Problem description:
Exactly the line that contains "generate_for(program, Target::host())" and the lines following it to the end of the data are to be reproduced, and nothing more.

Items from a data source:
────

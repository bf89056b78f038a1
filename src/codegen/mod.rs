//! Assembly generation. Two sibling back-ends share the walk order and the
//! calling discipline (every expression leaves its value in the return
//! register) but select instructions independently.

mod arm64;
mod x86_64;

use crate::ast::Ast;
use crate::error::CompileResult;

/// Object-file conventions, fixed at start-up from the host.
#[derive(Debug, Clone, Copy, PartialEq, Eq)]
pub struct Target {
    pub is_arm64: bool,
    pub is_linux: bool,
}

impl Target {
    pub fn host() -> Self {
        Self {
            is_arm64: cfg!(target_arch = "aarch64"),
            is_linux: cfg!(target_os = "linux"),
        }
    }

    /// Mach-O decorates externally visible symbols with a leading
    /// underscore; ELF does not.
    fn symbol_prefix(self) -> &'static str {
        if self.is_linux {
            ""
        } else {
            "_"
        }
    }

    fn text_section(self) -> &'static str {
        if self.is_linux {
            ".section .text"
        } else {
            ".section __TEXT,__text"
        }
    }

    fn data_section(self) -> &'static str {
        if self.is_linux {
            ".section .data"
        } else {
            ".section __DATA,__data"
        }
    }

    fn rodata_section(self) -> &'static str {
        if self.is_linux {
            ".section .rodata"
        } else {
            ".section __TEXT,__cstring"
        }
    }
}

/// Generates assembly for the host target.
pub fn generate(program: &Ast) -> CompileResult<String> {
    generate_for(program, Target::host())
}

/// Generates assembly for an explicit target; lets tests cover both
/// back-ends and both object-file conventions on any host.
pub fn generate_for(program: &Ast, target: Target) -> CompileResult<String> {
    if target.is_arm64 {
        arm64::Codegen::new(target).generate(program)
    } else {
        x86_64::Codegen::new(target).generate(program)
    }
}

────

Output below:
    generate_for(program, Target::host())
}

/// Generates assembly for an explicit target; lets tests cover both
/// back-ends and both object-file conventions on any host.
pub fn generate_for(program: &Ast, target: Target) -> CompileResult<String> {
    if target.is_arm64 {
        arm64::Codegen::new(target).generate(program)
    } else {
        x86_64::Codegen::new(target).generate(program)
    }
}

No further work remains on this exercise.